Dr. Rajeswari Pillai Rajagopalan
A new Pew Research Survey indicates that the US still continues to be perceived in positive light; that a conflict between China and its neighbours over territorial disputes is likely; and that despite contentions over territorial issues, China’s economic standing is considered good even among Asian countries. Asia thus presents interesting pointers about the attitude towards the US and China amidst efforts to find a balance between strategic and economic compulsions.
In global terms, across 43 of the 44 countries surveyed, a median of 65% have maintained a favourable outlook about the US and a median of 56% hold confidence in Obama to take the right step in international affairs. Obama’s standing, while still good, has come down from 2008/2009. Significant declines, owing to Obama’s overseas surveillance, happened in Germany, with the ratings coming down from 88% to 71% and in Brazil, bringing down the points from 69% in 2013 to 52%.china_1
Coming to Asia, one of the striking set of numbers relate to the rising Chinese power quotient and how that has the potential to translate into conflicts, particularly with the neighbours with whom China has border and territorial disputes with. It should be noted that most of the numbers from the survey have historical roots – past animosities and territorial disputes have had a determining say in how they perceive each other. Seven in ten interviewed in the Philippines, Japan, Vietnam, South Korea and India is concerned about the Chinese rising might. Interestingly, 62% of the Chinese themselves have similar concerns about the impact of a conflict.

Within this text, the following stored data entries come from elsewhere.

#[cfg(test)]
mod tests {
    use slash_core::grammar::parse_sentence;
    use slash_core::mocks::MockProfileLookup;
    use slash_core::{CommandNormalizer, ReplyContext, SenderIdentity};

    use crate::handlers::*;

    fn alice() -> SenderIdentity {
        SenderIdentity {
            id: 1,
            name: "Alice".to_string(),
            handle: Some("alice".to_string()),
        }
    }

    async fn reply(text: &str, reply: Option<&ReplyContext>, lookup: &MockProfileLookup) -> Option<String> {
        let parsed = parse_sentence(text).unwrap();
        render_reply(&CommandNormalizer::new("slashbot"), lookup, &alice(), reply, &parsed)
            .await
            .unwrap()
    }

    #[tokio::test]
    async fn test_reply_starts_with_direction_mark() {
        let lookup = MockProfileLookup::new();
        let text = reply("/me is happy", None, &lookup).await.unwrap();

        assert_eq!(
            text,
            "\u{200e}<a href=\"tg://user?id=1\">Alice</a> is happy!"
        );
        assert!(text.starts_with(LEFT_TO_RIGHT_MARK));
    }

    #[tokio::test]
    async fn test_reply_targets_replied_sender() {
        let lookup = MockProfileLookup::new();
        let bob = ReplyContext {
            sender: SenderIdentity {
                id: 2,
                name: "Bob".to_string(),
                handle: None,
            },
            is_topic_created_notice: false,
        };

        let text = reply("/pat", Some(&bob), &lookup).await.unwrap();

        assert_eq!(
            text,
            "\u{200e}<a href=\"tg://user?id=1\">Alice</a> pat 了 <a href=\"tg://user?id=2\">Bob</a>!"
        );
    }

    #[tokio::test]
    async fn test_nameless_reply_sender_is_skipped() {
        let lookup = MockProfileLookup::new();
        let ghost = ReplyContext {
            sender: SenderIdentity {
                id: 3,
                name: String::new(),
                handle: None,
            },
            is_topic_created_notice: false,
        };

        assert_eq!(reply("/pat", Some(&ghost), &lookup).await, None);
    }

    #[tokio::test]
    async fn test_lookup_failure_is_an_error() {
        let lookup = MockProfileLookup::new().with_failure("carol_x");
        let parsed = parse_sentence("/hug @carol_x").unwrap();

        let result = render_reply(&CommandNormalizer::new("slashbot"), &lookup, &alice(), None, &parsed).await;

        assert!(result.is_err());
    }
}
//! Mock implementations for unit testing without network access.
//!
//! Enabled with the `test-support` feature:
//!
//! ```toml
//! [dev-dependencies]
//! slash-core = { path = "...", features = ["test-support"] }
//! ```

use std::collections::{HashMap, HashSet};
use std::sync::{Arc, Mutex};

use crate::error::LookupError;
use crate::profile::ProfileLookup;

const FALLBACK_TITLE: &str = "Telegram Messenger";

/// Serves canned profile pages and counts fetches per handle.
///
/// Handles without a registered account get Telegram's fallback page.
#[derive(Clone, Default)]
pub struct MockProfileLookup {
    accounts: Arc<HashMap<String, String>>,
    failing: Arc<HashSet<String>>,
    fetches: Arc<Mutex<Vec<String>>>,
}

impl MockProfileLookup {
    pub fn new() -> Self {
        Self::default()
    }

    /// Register an existing account with its display name.
    pub fn with_account(mut self, handle: &str, name: &str) -> Self {
        Arc::make_mut(&mut self.accounts).insert(handle.to_string(), name.to_string());
        self
    }

    /// Make lookups of `handle` fail.
    pub fn with_failure(mut self, handle: &str) -> Self {
        Arc::make_mut(&mut self.failing).insert(handle.to_string());
        self
    }

    pub fn fetch_count(&self, handle: &str) -> usize {
        self.fetches.lock().unwrap().iter().filter(|h| *h == handle).count()
    }

    pub fn total_fetches(&self) -> usize {
        self.fetches.lock().unwrap().len()
    }
}

impl ProfileLookup for MockProfileLookup {
    async fn fetch_profile(&self, handle: &str) -> Result<String, LookupError> {
        self.fetches.lock().unwrap().push(handle.to_string());

        if self.failing.contains(handle) {
            return Err(LookupError::Unparsable {
                handle: handle.to_string(),
                field: "og:title",
            });
        }

        let og_title = self
            .accounts
            .get(handle)
            .map(|name| name.replace('&', "&amp;").replace('"', "&quot;"))
            .unwrap_or_else(|| FALLBACK_TITLE.to_string());
        let title = if self.accounts.contains_key(handle) {
            format!("Telegram: Contact @{handle}")
        } else {
            FALLBACK_TITLE.to_string()
        };

        Ok(format!(
            "<!DOCTYPE html>\n<html>\n<head>\n<title>{title}</title>\n\
             <meta property=\"og:title\" content=\"{og_title}\">\n</head>\n</html>"
        ))
    }
}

Expectedly, on the likeability factor, China remains at a low in Japan at 7% and this is mutual given that only 8% Chinese like the Japanese. However, if one were to look at the general approach towards China, it is quite favourable. This is mostly due to the economic strengths of China that would accrue positive spin-offs for the regional and global economy at large. However, even on the question of economy, there is a majority still that see the US as the top economy – 55% in Asia, followed by 49% in Europe and 48% in Africa.
In general terms, China’s favourability quotient has remained at the highest in Pakistan at 78% followed by Bangladesh at 77%. China has also done well in Latin America despite the fact that the ratings have come down in Brazil and Argentina (-21 and -14 points respectively). Africa also seems to be cozying up to the Chinese. However, South Africa is split with 45% favouring and 40% having unfavourable views. China’s image, however, continues to get hit on account of its human rights records.
As far as the threat perception in the region is concerned, China is not looked upon favourably among the Vietnamese (74%), Japanese (68%) and Filipinos (58%), and the South Koreans (36%) remain most concerned about North Korea. The threat perception among Asian countries is also interesting because Pakistan at 38%, Chinese at 36%, Malaysians at 26%, and Indonesians at 25% cite Washington as the biggest threat. However, Indonesia sees the US as the greatest threat and ally.
Japan has had good favourability among Asian countries, except for Northeast Asia, which are again rooted in historical contexts. Japan has remained highly favourable among Thais at 81% and Filipinos 80%. A good number of respondents also have responded positively to the Japanese leadership’s ability to handle regional affairs responsibly. Abe’s ability to handle international affairs well is most appreciated in Vietnam (65%), followed by Malaysians (57%), Bangladesh (56%), Filipinos (55%), and Thais (53%). Most Indians and South Asian in general, surprisingly, did not have an opinion on Abe. This is because the Japanese influence on the economies of most countries in Asia has been quite high through the Japanese Overseas Development Aid (ODA).
People were also asked about the Chinese leader Xi Jinping’s ability to handle global affairs responsibly, and in the Asian context, South Koreans gave the highest points at 57%, followed by Bangladesh at 56%, Malaysia at 54%, and Thailand at 54%. Xi fares quite poor in Japan at 6% and India at 13%. Among the Americans, only 28% recorded confidence in Xi. Despite the hopes on and expectations from a new leadership, the Chinese aggressive posturing has gone to shape this perception about Xi. This is evident in the Japanese lack of confidence at 87%.
In its neighbourhood, India’s favourability has recorded highest among Bangladeshis at 70%, followed by Vietnamese at 67%, Japan at 63%, and Indonesia at 62%. India figures most unfavourably with Pakistan at 13%.
What do these figures mean? The Pew Survey has not thrown any surprises. These figures have only confirmed the already well-known story lines about the US, China, Japan and India. The figures also represent the dilemma present in most world capitals – while there is wariness about the overall rising of Chinese power quotient, countries also see gains in interacting with them in economic terms. One of the questions in the survey as to whether China will surpass the US a superpower in the future is absurd because the obvious answer is yes. China will overtake at some stage but this question without a timeframe is meaningless.
(Dr. Rajeswari Pillai Rajagopalan is a Senior Fellow at the Observer Research Foundation, New Delhi. She served at the National Security Council Secretariat, Government of India from 2003 to 2007.)